But, what about financial instruments?
Many people have raised the specter that if we regulate, if we try to ensure that your mortgage does not "burn down your house" or your credit cards do not utterly destroy you, we will stifle financial innovation.
However, Elizabeth Warren, who started this idea, tends to disagree.
If we do what she says though, credit card companies could not longer create great deals. If we do what she says, people would not be able to own a home with subprime mortgages.
To that she offers something about how innovative products can still occur. Essentially with the FDA regulating drugs, more actual companies wanted to invest. The idea too of creating an agency with the focus on consumer safety solely and granting power there also makes a great deal of sense and prevents the weird stovepiping (separating things out) we see now.

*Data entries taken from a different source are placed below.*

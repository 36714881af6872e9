/*
[INPUT]:  Wallet signer and HTTP client
[OUTPUT]: Verified wallet session gating access to the stream
[POS]:    Auth layer - orchestrates the challenge / sign / verify flow
[UPDATE]: When auth endpoints or flow steps change
*/

use reqwest::StatusCode;
use tracing::{info, warn};

use crate::http::{GestaltClient, GestaltError, Result};
use crate::types::{ChallengeRequest, ChallengeResponse, VerifyRequest, VerifyResponse};

use super::{SessionData, SessionStore, WalletSigner};

const CHALLENGE_ENDPOINT: &str = "/auth/challenge";
const VERIFY_ENDPOINT: &str = "/auth/verify";

/// Manages the complete authentication flow
#[derive(Debug, Clone)]
pub struct AuthManager {
    client: GestaltClient,
    sessions: SessionStore,
}

impl AuthManager {
    /// Create a new auth manager with an in-memory session store.
    pub fn new(client: GestaltClient) -> Self {
        Self::with_session_store(client, SessionStore::new())
    }

    pub fn with_session_store(client: GestaltClient, sessions: SessionStore) -> Self {
        Self { client, sessions }
    }

    /// Get the session store (also the stream's [`super::AuthGate`])
    pub fn sessions(&self) -> &SessionStore {
        &self.sessions
    }

    /// Reuse a persisted session when one is still valid.
    pub fn restore_session(&self) -> Option<SessionData> {
        self.sessions.restore()
    }

    /// Step 1: Request a one-time challenge for `address`
    ///
    /// POST /auth/challenge
    pub async fn request_challenge(&self, address: &str) -> Result<ChallengeResponse> {
        let address = normalize_address(address)?;
        let body = ChallengeRequest { address };
        self.client.post_json(CHALLENGE_ENDPOINT, &body).await
    }

    /// Step 2: Submit the signed challenge
    ///
    /// POST /auth/verify
    pub async fn verify(&self, address: &str, signature: &str) -> Result<VerifyResponse> {
        let address = normalize_address(address)?;
        if !signature.starts_with("0x") {
            return Err(GestaltError::Config(
                "Signature must be 0x-prefixed hex".to_string(),
            ));
        }

        let body = VerifyRequest {
            address: address.clone(),
            signature: signature.to_string(),
        };

        match self.client.post_json(VERIFY_ENDPOINT, &body).await {
            Ok(response) => Ok(response),
            Err(GestaltError::Api { code, .. }) if code == StatusCode::FORBIDDEN.as_u16() => {
                Err(GestaltError::NotWhitelisted { address })
            }
            Err(GestaltError::Api { code, message })
                if code == StatusCode::BAD_REQUEST.as_u16()
                    || code == StatusCode::UNAUTHORIZED.as_u16() =>
            {
                Err(GestaltError::Authentication { message })
            }
            Err(err) => Err(err),
        }
    }

    /// Complete authentication flow
    ///
    /// 1. Request challenge
    /// 2. Sign challenge message with wallet
    /// 3. Verify signature (and whitelist) on the server
    /// 4. Store the session
    pub async fn authenticate(&self, wallet: &dyn WalletSigner) -> Result<SessionData> {
        let address = wallet.address().to_string();

        let challenge = self.request_challenge(&address).await?;
        let signature = wallet.sign_message(&challenge.message).await?;
        let verified = self.verify(&address, &signature).await?;

        if !verified.authenticated {
            let message = verified
                .error
                .unwrap_or_else(|| "server did not authenticate address".to_string());
            warn!(%address, %message, "wallet verification rejected");
            return Err(GestaltError::Authentication { message });
        }

        let verified_address = verified.address.unwrap_or_else(|| address.clone());
        if !verified_address.eq_ignore_ascii_case(&address) {
            return Err(GestaltError::InvalidResponse(format!(
                "verified address {verified_address} does not match wallet {address}"
            )));
        }

        let session = self.sessions.set_authenticated(verified_address.to_ascii_lowercase())?;
        info!(address = %session.address, expires_at = %session.expires_at, "wallet authenticated");
        Ok(session)
    }

    /// Forget the current session
    pub fn logout(&self) -> Result<()> {
        self.sessions.clear()
    }
}

/// Validate and lowercase an EVM address (`0x` + 40 hex chars), as the server does.
pub fn normalize_address(address: &str) -> Result<String> {
    let address = address.trim().to_ascii_lowercase();
    let valid = address
        .strip_prefix("0x")
        .is_some_and(|hex| hex.len() == 40 && hex.chars().all(|c| c.is_ascii_hexdigit()));

    if valid {
        Ok(address)
    } else {
        Err(GestaltError::Config(format!(
            "Invalid address format: {address}"
        )))
    }
}

#[cfg(test)]
mod tests {
    use super::*;

    use crate::auth::{AuthGate, EvmWalletSigner, MockWalletSigner};
    use crate::http::ClientConfig;
    use rstest::rstest;
    use wiremock::matchers::{body_json, method, path};
    use wiremock::{Mock, MockServer, ResponseTemplate};

    const TEST_KEY: &str = "0xac0974bec39a17e36ba4a6b4d238ff944bacb478cbed5efcae784d7bf4f2ff80";
    const TEST_ADDRESS: &str = "0xf39fd6e51aad88f6f4ce6ab8827279cfffb92266";
    const CHALLENGE: &str = "Sign this message to authenticate with Gestalt Signal Engine.\n\nNonce: abc123";

    fn manager_for(server: &MockServer) -> AuthManager {
        let client =
            GestaltClient::with_config_and_base_url(ClientConfig::default(), &server.uri()).unwrap();
        AuthManager::new(client)
    }

    async fn mount_challenge(server: &MockServer) {
        Mock::given(method("POST"))
            .and(path("/auth/challenge"))
            .and(body_json(serde_json::json!({"address": TEST_ADDRESS})))
            .respond_with(ResponseTemplate::new(200).set_body_json(serde_json::json!({
                "message": CHALLENGE,
                "nonce": "abc123",
            })))
            .expect(1)
            .mount(server)
            .await;
    }

    #[rstest]
    #[case("0xF39Fd6e51aad88F6F4ce6aB8827279cffFb92266", true)]
    #[case("  0xf39fd6e51aad88f6f4ce6ab8827279cfffb92266 ", true)]
    #[case("f39fd6e51aad88f6f4ce6ab8827279cfffb92266", false)]
    #[case("0x1234", false)]
    #[case("0xz39fd6e51aad88f6f4ce6ab8827279cfffb92266", false)]
    fn test_normalize_address(#[case] input: &str, #[case] valid: bool) {
        let result = normalize_address(input);
        assert_eq!(result.is_ok(), valid);
        if let Ok(address) = result {
            assert_eq!(address, TEST_ADDRESS);
        }
    }

    #[tokio::test]
    async fn test_authenticate_happy_path_with_evm_wallet() {
        let server = MockServer::start().await;
        let auth_manager = manager_for(&server);
        let wallet = EvmWalletSigner::new(TEST_KEY).unwrap();
        let expected_signature = wallet.sign_message(CHALLENGE).await.unwrap();

        mount_challenge(&server).await;
        Mock::given(method("POST"))
            .and(path("/auth/verify"))
            .and(body_json(serde_json::json!({
                "address": TEST_ADDRESS,
                "signature": expected_signature,
            })))
            .respond_with(ResponseTemplate::new(200).set_body_json(serde_json::json!({
                "authenticated": true,
                "address": TEST_ADDRESS,
            })))
            .expect(1)
            .mount(&server)
            .await;

        let gate = auth_manager.sessions().watch();
        let session = auth_manager.authenticate(&wallet).await.unwrap();

        assert_eq!(session.address, TEST_ADDRESS);
        assert!(*gate.borrow());
        assert_eq!(auth_manager.sessions().address().as_deref(), Some(TEST_ADDRESS));
    }

    #[tokio::test]
    async fn test_authenticate_not_whitelisted() {
        let server = MockServer::start().await;
        let auth_manager = manager_for(&server);
        let wallet = MockWalletSigner::new(TEST_ADDRESS, "0xdeadbeef");

        mount_challenge(&server).await;
        Mock::given(method("POST"))
            .and(path("/auth/verify"))
            .respond_with(ResponseTemplate::new(403).set_body_json(serde_json::json!({
                "authenticated": false,
                "error": "Address not whitelisted",
            })))
            .mount(&server)
            .await;

        let err = auth_manager.authenticate(&wallet).await.unwrap_err();
        match err {
            GestaltError::NotWhitelisted { address } => assert_eq!(address, TEST_ADDRESS),
            other => panic!("unexpected error: {other:?}"),
        }
        assert!(auth_manager.sessions().is_expired());
    }

    #[tokio::test]
    async fn test_authenticate_invalid_signature() {
        let server = MockServer::start().await;
        let auth_manager = manager_for(&server);
        let wallet = MockWalletSigner::new(TEST_ADDRESS, "0xdeadbeef");

        mount_challenge(&server).await;
        Mock::given(method("POST"))
            .and(path("/auth/verify"))
            .respond_with(ResponseTemplate::new(401).set_body_json(serde_json::json!({
                "authenticated": false,
                "error": "Invalid signature",
            })))
            .mount(&server)
            .await;

        let err = auth_manager.authenticate(&wallet).await.unwrap_err();
        assert!(err.is_auth_error());
        assert!(err.to_string().contains("Invalid signature"));
    }

    #[tokio::test]
    async fn test_invalid_address_never_hits_server() {
        let server = MockServer::start().await;
        let auth_manager = manager_for(&server);

        let err = auth_manager.request_challenge("0x1234").await.unwrap_err();
        assert!(matches!(err, GestaltError::Config(_)));
        assert!(server.received_requests().await.unwrap_or_default().is_empty());
    }

    #[tokio::test]
    async fn test_logout_closes_gate() {
        let server = MockServer::start().await;
        let auth_manager = manager_for(&server);
        auth_manager
            .sessions()
            .set_authenticated(TEST_ADDRESS.to_string())
            .unwrap();
        let gate = auth_manager.sessions().watch();
        assert!(*gate.borrow());

        auth_manager.logout().unwrap();
        assert!(!*gate.borrow());
    }
}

But, one thing I want to get to is the matter of choice. Right now you get a credit card. Warren wants information that you can read and understand. The industry says it is bad for innovation and bad for your choice. However, how does one choose when information is in very small font and very complex. I consider myself of somewhat average intelligence, and I struggle too.
Secondly, even if you do make it clear, without some other regulatory standards, things can fail. We often have a problem cognitively with discount rates. Again, I have the same problems myself. Things in the future that are probabilistic we do not have a great grasp on. After all, I hunt mammoths.
Finally, choice is always discussed of as an unbridled good. However, many of us would not choose a super risk product (well unless you are Larry Summers investing the Harvard endowment). Also, as many who know the Jam Study can respond, more choice actually paralyzes people. It is now considered a well-documented psychological phenomena.
What this boils down to is that a regulatory agency like this, as weird and for all the problems agencies can have, is likely necessary. Indeed too, limiting choice, may have a paradoxical effect of allowing us to actually choose.